This post is one I prepared earlier - just like a TV chef.
All I have to do now is garnish the words with photos.
As we've travelled through Central Otago, I've once again been taken by the wild flowers. They seemed to be particularly abundant this year.
Maybe I have been extra mindful of the flowers because we are driving in our son's van which is decorated inside with pressed wild flowers. His girlfriend Jenny is a fan of wild flowers and the van's floral embellishments are her handiwork.
Since this photo was taken last summer, the wreath made by Jenny for the van has fallen to bits. I am endeavouring to make another as a replacement, but lack Jenny's ability with the twining of wild flowers.

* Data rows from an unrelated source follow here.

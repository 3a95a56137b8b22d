//! Ed25519 key material for JWT signing and verification

use std::collections::HashSet;

use jsonwebtoken::{decode, encode, Algorithm, DecodingKey, EncodingKey, Header, Validation};
use serde::{Deserialize, Serialize};

use crate::errors::{DomainError, TokenError};

/// PKCS#8 v1 prefix wrapping a raw 32-byte Ed25519 seed
const ED25519_PKCS8_PREFIX: [u8; 16] = [
    0x30, 0x2e, 0x02, 0x01, 0x00, 0x30, 0x05, 0x06, 0x03, 0x2b, 0x65, 0x70, 0x04, 0x22, 0x04, 0x20,
];

const ED25519_KEY_LENGTH: usize = 32;
const ED25519_EXPANDED_KEY_LENGTH: usize = 64;

fn key_load_error(message: impl Into<String>) -> DomainError {
    DomainError::Token(TokenError::KeyLoad {
        message: message.into(),
    })
}

/// Public half of a key, trusted for verification under its kid
#[derive(Clone)]
pub struct VerificationKey {
    kid: String,
    decoding_key: DecodingKey,
}

impl std::fmt::Debug for VerificationKey {
    fn fmt(&self, f: &mut std::fmt::Formatter<'_>) -> std::fmt::Result {
        f.debug_struct("VerificationKey").field("kid", &self.kid).finish()
    }
}

impl VerificationKey {
    /// Load an SPKI PEM-encoded public key
    pub fn from_pem(kid: impl Into<String>, public_key_pem: &[u8]) -> Result<Self, DomainError> {
        let decoding_key = DecodingKey::from_ed_pem(public_key_pem)
            .map_err(|e| key_load_error(format!("Invalid public key format: {}", e)))?;
        Ok(Self {
            kid: kid.into(),
            decoding_key,
        })
    }

    /// Use a raw 32-byte public key
    pub fn from_raw(kid: impl Into<String>, public_key: &[u8]) -> Result<Self, DomainError> {
        if public_key.len() != ED25519_KEY_LENGTH {
            return Err(key_load_error(format!(
                "Raw public key must be {} bytes, got {}",
                ED25519_KEY_LENGTH,
                public_key.len()
            )));
        }
        Ok(Self {
            kid: kid.into(),
            decoding_key: DecodingKey::from_ed_der(public_key),
        })
    }

    pub fn kid(&self) -> &str {
        &self.kid
    }

    pub fn decoding_key(&self) -> &DecodingKey {
        &self.decoding_key
    }
}

/// Signing keypair identified by a kid
#[derive(Clone)]
pub struct KeyMaterial {
    encoding_key: EncodingKey,
    public: VerificationKey,
}

impl std::fmt::Debug for KeyMaterial {
    fn fmt(&self, f: &mut std::fmt::Formatter<'_>) -> std::fmt::Result {
        f.debug_struct("KeyMaterial")
            .field("kid", &self.public.kid)
            .finish()
    }
}

impl KeyMaterial {
    /// Load a keypair from PEM bytes (PKCS#8 private key, SPKI public key)
    ///
    /// # Returns
    ///
    /// * `Ok(KeyMaterial)` - Keys parsed and the pair verified against each other
    /// * `Err(DomainError)` - Invalid key format or mismatched pair
    pub fn from_pem(
        kid: impl Into<String>,
        private_key_pem: &[u8],
        public_key_pem: &[u8],
    ) -> Result<Self, DomainError> {
        let encoding_key = EncodingKey::from_ed_pem(private_key_pem)
            .map_err(|e| key_load_error(format!("Invalid private key format: {}", e)))?;
        let public = VerificationKey::from_pem(kid, public_key_pem)?;

        let material = Self {
            encoding_key,
            public,
        };
        material.check_pair()?;
        Ok(material)
    }

    /// Build a keypair from raw bytes and a raw 32-byte public key
    ///
    /// The private key is either the 32-byte seed or the 64-byte expanded
    /// form (seed followed by the public key). In the expanded form the
    /// trailing half must equal `public_key`.
    pub fn from_raw(
        kid: impl Into<String>,
        private_key: &[u8],
        public_key: &[u8],
    ) -> Result<Self, DomainError> {
        let private_seed = match private_key.len() {
            ED25519_KEY_LENGTH => private_key,
            ED25519_EXPANDED_KEY_LENGTH => {
                let (seed, embedded_public) = private_key.split_at(ED25519_KEY_LENGTH);
                if embedded_public != public_key {
                    return Err(key_load_error(
                        "Public half of the raw private key does not match the public key",
                    ));
                }
                seed
            }
            other => {
                return Err(key_load_error(format!(
                    "Raw private key must be {} or {} bytes, got {}",
                    ED25519_KEY_LENGTH, ED25519_EXPANDED_KEY_LENGTH, other
                )))
            }
        };

        let mut pkcs8 = Vec::with_capacity(ED25519_PKCS8_PREFIX.len() + ED25519_KEY_LENGTH);
        pkcs8.extend_from_slice(&ED25519_PKCS8_PREFIX);
        pkcs8.extend_from_slice(private_seed);

        let material = Self {
            encoding_key: EncodingKey::from_ed_der(&pkcs8),
            public: VerificationKey::from_raw(kid, public_key)?,
        };
        material.check_pair()?;
        Ok(material)
    }

    pub fn kid(&self) -> &str {
        self.public.kid()
    }

    pub fn encoding_key(&self) -> &EncodingKey {
        &self.encoding_key
    }

    /// Public half of the pair
    pub fn verification_key(&self) -> &VerificationKey {
        &self.public
    }

    /// Sign a throwaway token and verify it with the public half
    fn check_pair(&self) -> Result<(), DomainError> {
        #[derive(Serialize, Deserialize)]
        struct PairCheck {
            check: bool,
        }

        let token = encode(
            &Header::new(Algorithm::EdDSA),
            &PairCheck { check: true },
            &self.encoding_key,
        )
        .map_err(|e| key_load_error(format!("Private key cannot sign: {}", e)))?;

        let mut validation = Validation::new(Algorithm::EdDSA);
        validation.validate_exp = false;
        validation.required_spec_claims = HashSet::new();

        decode::<PairCheck>(&token, self.public.decoding_key(), &validation)
            .map(|_| ())
            .map_err(|_| key_load_error("Private and public keys do not form a pair"))
    }
}

/// The signing key plus every key trusted for verification
///
/// By default only the signing key's kid is trusted, so rotating the signing
/// key invalidates every token issued under the old one. Retired public keys
/// can be added to keep those tokens valid through a grace period.
#[derive(Debug, Clone)]
pub struct KeyRing {
    signing: KeyMaterial,
    retired: Vec<VerificationKey>,
}

impl KeyRing {
    /// Trust only `signing`
    pub fn new(signing: KeyMaterial) -> Self {
        Self {
            signing,
            retired: Vec::new(),
        }
    }

    /// Also trust a retired public key
    ///
    /// A retired key reusing the signing kid is ignored.
    pub fn with_retired(mut self, key: VerificationKey) -> Self {
        if key.kid() != self.signing.kid() && self.find(key.kid()).is_none() {
            self.retired.push(key);
        }
        self
    }

    pub fn signing(&self) -> &KeyMaterial {
        &self.signing
    }

    /// Key trusted under `kid`, if any
    pub fn find(&self, kid: &str) -> Option<&VerificationKey> {
        if self.signing.kid() == kid {
            return Some(self.signing.verification_key());
        }
        self.retired.iter().find(|k| k.kid() == kid)
    }

    /// Trusted kids, signing kid first
    pub fn trusted_kids(&self) -> Vec<&str> {
        std::iter::once(self.signing.kid())
            .chain(self.retired.iter().map(|k| k.kid()))
            .collect()
    }
}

A bunch of wild flowers Jenny arrived home with after a walk last summer.
During summer, foxgloves grow in wild abundance in the wetter parts of New Zealand, dotting banks and waste-ground with their stately elegance.

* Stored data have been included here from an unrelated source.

//! Domain-specific error types and error handling.

mod types;

#[cfg(test)]
mod tests;

// Re-export all error types
pub use types::{AuthError, PasswordError, RevocationReason, TokenError, ValidationError};

use thiserror::Error;

/// Core domain errors
#[derive(Error, Debug, Clone, PartialEq, Eq)]
pub enum DomainError {
    /// Cache or directory I/O failed; never to be read as "not revoked"
    #[error("Store unavailable: {message}")]
    StoreUnavailable { message: String },

    #[error("Internal error: {message}")]
    Internal { message: String },

    // Bridge to specific error types
    #[error(transparent)]
    Auth(#[from] AuthError),

    #[error(transparent)]
    Token(#[from] TokenError),

    #[error(transparent)]
    Password(#[from] PasswordError),

    #[error(transparent)]
    Validation(#[from] ValidationError),
}

impl DomainError {
    /// Shorthand for a store failure
    pub fn store(message: impl Into<String>) -> Self {
        DomainError::StoreUnavailable {
            message: message.into(),
        }
    }

    /// Shorthand for an internal failure
    pub fn internal(message: impl Into<String>) -> Self {
        DomainError::Internal {
            message: message.into(),
        }
    }

    /// Server fault rather than a client or authentication failure
    pub fn is_server_fault(&self) -> bool {
        match self {
            DomainError::StoreUnavailable { .. } | DomainError::Internal { .. } => true,
            DomainError::Token(TokenError::KeyLoad { .. })
            | DomainError::Token(TokenError::EncodingFailed { .. }) => true,
            DomainError::Password(PasswordError::HashFailed { .. }) => true,
            _ => false,
        }
    }
}

pub type DomainResult<T> = Result<T, DomainError>;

These exotic flowers are garden escapees that have quickly become naturalised in New Zealand. The first mention of them in New Zealand was in 1867. They are now a common sight on roadsides and patches of forgotten ground. They prefer to grow undisturbed, so the more neglected the ground the better, as far as a foxlove is concerned.

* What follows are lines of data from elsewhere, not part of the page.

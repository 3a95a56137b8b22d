//! HTTP surface of the Fauth server
//!
//! Auth and admin routes over the credential engine, cookie transport for
//! tokens and the single table mapping domain errors to responses.

pub mod app;
pub mod dto;
pub mod handlers;
pub mod middleware;
pub mod routes;

pub use app::{create_app, AppState};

The latin name for a foxglove is digitalis purpurea and refers to the ease with which the flowers fit like a thimble over the tip of a finger.
One of my friends used foxgloves to decorate the hall where she was married, nearly 40 years ago now. I remember helping her to collect the flowers from the roadside banks on the Queenstown – Frankton road. These days, concrete hotels and apartments have replaced the wild foxgloves.
As a child, I remember seeing foxgloves growing around piles of stumps from felled trees or in corners of paddocks that the plough's sweep had missed.
It was my father who first told me what these tall flowers were called. At the same time, he warned me that they were poisonous. (Foxgloves contain a poisonous ingredient, cardio glycosides, which can cause a heart attack). This didn't stop me from examining up close the flowers' silky, speckled bells and with a child's literal mind, puzzling over their peculiar name; we didn't have foxes in New Zealand and anyway, how on earth could a fox use them for gloves?